» **Directions for this task**
List each line of the data that holds the word "Ordering".

Collected data

◆ ◆ ◆

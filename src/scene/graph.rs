use std::{
    collections::BTreeSet,
    sync::atomic::{AtomicU64, Ordering},
};

use crate::{
    assets::loader::{LoadJob, LoadKind, LoadResult, LoadedAsset},
    foundation::core::{Canvas, Rgba8},
    scene::node::{ImageContent, Node, NodeId, NodeKind},
    sprite::player::SpriteAnimation,
    theme::item::{ItemValue, ThemeItem},
};

static NEXT_TICKET: AtomicU64 = AtomicU64::new(1);

/// Circular clip of a round display.
#[derive(Clone, Copy, Debug, PartialEq)]
pub struct CircleClip {
    /// Center x.
    pub cx: f64,
    /// Center y.
    pub cy: f64,
    /// Radius.
    pub radius: f64,
}

/// What happened to a load completion.
#[derive(Clone, Copy, Debug, PartialEq, Eq)]
pub enum LoadOutcome {
    /// Content changed.
    Applied,
    /// The node no longer expects this ticket (superseded, removed or a previous scene).
    Stale,
    /// The load failed; the node keeps what it showed before.
    Failed,
}

/// Live scene: an arena of top-level nodes in paint order plus a side table of bound items.
#[derive(Clone, Debug)]
pub struct Scene {
    canvas: Canvas,
    clip: Option<CircleClip>,
    background: Option<Rgba8>,
    slots: Vec<Option<Node>>,
    items: Vec<Option<ThemeItem>>,
    order: Vec<NodeId>,
}

impl Scene {
    /// Empty scene.
    pub fn new(canvas: Canvas, clip: Option<CircleClip>) -> Self {
        Self {
            canvas,
            clip,
            background: None,
            slots: Vec::new(),
            items: Vec::new(),
            order: Vec::new(),
        }
    }

    /// Output raster size.
    pub fn canvas(&self) -> Canvas {
        self.canvas
    }

    /// Circular clip, for round displays.
    pub fn clip(&self) -> Option<CircleClip> {
        self.clip
    }

    /// Background stored in the document, overriding the player default.
    pub fn background(&self) -> Option<Rgba8> {
        self.background
    }

    /// Set the document background.
    pub fn set_background(&mut self, color: Option<Rgba8>) {
        self.background = color;
    }

    /// Append a node on top of the paint order.
    pub fn insert(&mut self, node: Node, item: Option<ThemeItem>) -> NodeId {
        let id = NodeId::from_index(self.slots.len());
        self.slots.push(Some(node));
        self.items.push(item);
        self.order.push(id);
        id
    }

    /// Swap a node's primitive in place, keeping its id, item and paint position.
    pub fn replace(&mut self, id: NodeId, node: Node) -> Option<Node> {
        let slot = self.slots.get_mut(id.index())?;
        slot.as_mut().map(|old| std::mem::replace(old, node))
    }

    /// Remove a node and its item.
    pub fn remove(&mut self, id: NodeId) -> Option<(Node, Option<ThemeItem>)> {
        let node = self.slots.get_mut(id.index())?.take()?;
        let item = self.items[id.index()].take();
        self.order.retain(|n| *n != id);
        Some((node, item))
    }

    /// Node by id.
    pub fn get(&self, id: NodeId) -> Option<&Node> {
        self.slots.get(id.index()).and_then(Option::as_ref)
    }

    /// Mutable node by id.
    pub fn get_mut(&mut self, id: NodeId) -> Option<&mut Node> {
        self.slots.get_mut(id.index()).and_then(Option::as_mut)
    }

    /// Bound item by id.
    pub fn item(&self, id: NodeId) -> Option<&ThemeItem> {
        self.items.get(id.index()).and_then(Option::as_ref)
    }

    /// Mutable bound item by id.
    pub fn item_mut(&mut self, id: NodeId) -> Option<&mut ThemeItem> {
        self.items.get_mut(id.index()).and_then(Option::as_mut)
    }

    /// Node and its item, borrowed together.
    pub fn entry_mut(&mut self, id: NodeId) -> Option<(&mut Node, Option<&mut ThemeItem>)> {
        let node = self.slots.get_mut(id.index())?.as_mut()?;
        let item = self.items.get_mut(id.index()).and_then(Option::as_mut);
        Some((node, item))
    }

    /// Nodes in paint order (bottom first).
    pub fn iter(&self) -> impl Iterator<Item = (NodeId, &Node)> + '_ {
        self.order
            .iter()
            .filter_map(|id| self.get(*id).map(|n| (*id, n)))
    }

    /// Live nodes in slot order, for per-frame state updates.
    pub fn nodes_mut(&mut self) -> impl Iterator<Item = &mut Node> + '_ {
        self.slots.iter_mut().filter_map(Option::as_mut)
    }

    /// Ids of data-bound nodes in paint order.
    pub fn bound_ids(&self) -> Vec<NodeId> {
        self.order
            .iter()
            .copied()
            .filter(|id| self.item(*id).is_some_and(ThemeItem::is_bound))
            .collect()
    }

    /// Distinct sensors read by bound nodes, `frontend` excluded.
    pub fn theme_sensors(&self) -> BTreeSet<String> {
        self.bound_ids()
            .into_iter()
            .filter_map(|id| self.item(id))
            .filter(|item| !item.is_frontend())
            .map(|item| item.sensor.clone())
            .collect()
    }

    /// Number of live nodes.
    pub fn len(&self) -> usize {
        self.order.len()
    }

    /// True when no node is live.
    pub fn is_empty(&self) -> bool {
        self.order.is_empty()
    }

    /// Register a load for an image node and return the job to run.
    ///
    /// A new [`LoadKind::Static`] or [`LoadKind::Sprite`] request supersedes any outstanding
    /// one; a [`LoadKind::Preview`] only fills in until that request lands.
    pub fn begin_load(
        &mut self,
        id: NodeId,
        source: impl Into<String>,
        kind: LoadKind,
        raw_value: Option<ItemValue>,
    ) -> Option<LoadJob> {
        let source = source.into();
        let img = self.get_mut(id)?.image_mut()?;
        let ticket = NEXT_TICKET.fetch_add(1, Ordering::Relaxed);
        match kind {
            LoadKind::Preview => img.preview_ticket = Some(ticket),
            LoadKind::Static { .. } | LoadKind::Sprite(_) => {
                img.ticket = Some(ticket);
                img.pending_source = Some(source.clone());
                img.preview_ticket = None;
            }
        }
        Some(LoadJob {
            node: id,
            ticket,
            source,
            kind,
            raw_value,
        })
    }

    /// Apply a completion if the node still expects it.
    pub fn complete_load(&mut self, result: LoadResult) -> LoadOutcome {
        let LoadResult { job, outcome } = result;
        let Some((node, item)) = self.entry_mut(job.node) else {
            return LoadOutcome::Stale;
        };
        let placement = &mut node.placement;
        let img = match &mut node.kind {
            NodeKind::Image(img) => img,
            _ => return LoadOutcome::Stale,
        };

        let is_main = img.ticket == Some(job.ticket);
        let is_preview = img.preview_ticket == Some(job.ticket);
        if !is_main && !is_preview {
            tracing::debug!(node = job.node.index(), ticket = job.ticket, "discarding stale load");
            return LoadOutcome::Stale;
        }

        match outcome {
            Err(err) => {
                tracing::warn!(node = job.node.index(), source = %job.source, error = %err, "image load failed");
                if is_main {
                    img.ticket = None;
                    img.pending_source = None;
                    if matches!(img.content, ImageContent::Pending) && img.preview_ticket.is_none() {
                        img.content = ImageContent::Failed;
                    }
                } else {
                    img.preview_ticket = None;
                }
                LoadOutcome::Failed
            }
            Ok(asset) if is_main => {
                match asset {
                    LoadedAsset::Static(image) => {
                        if matches!(job.kind, LoadKind::Static { adopt_size: true }) {
                            placement.width = f64::from(image.width);
                            placement.height = f64::from(image.height);
                        }
                        img.content = ImageContent::Static(image);
                    }
                    LoadedAsset::Sprite(art) => {
                        img.content = ImageContent::Sprite(SpriteAnimation::new(art));
                    }
                }
                img.source = job.source;
                img.ticket = None;
                img.pending_source = None;
                img.preview_ticket = None;
                if let (Some(item), Some(v)) = (item, job.raw_value) {
                    item.value = Some(v);
                }
                LoadOutcome::Applied
            }
            Ok(asset) => {
                img.preview_ticket = None;
                match asset {
                    LoadedAsset::Static(image)
                        if img.ticket.is_some()
                            || matches!(img.content, ImageContent::Pending | ImageContent::Failed) =>
                    {
                        img.content = ImageContent::Static(image);
                        LoadOutcome::Applied
                    }
                    _ => LoadOutcome::Stale,
                }
            }
        }
    }
}

#[cfg(test)]
#[path = "../../tests/unit/scene/graph.rs"]
mod tests;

◆ ◆ ◆

» **Exercise output**
    sync::atomic::{AtomicU64, Ordering},
        let ticket = NEXT_TICKET.fetch_add(1, Ordering::Relaxed);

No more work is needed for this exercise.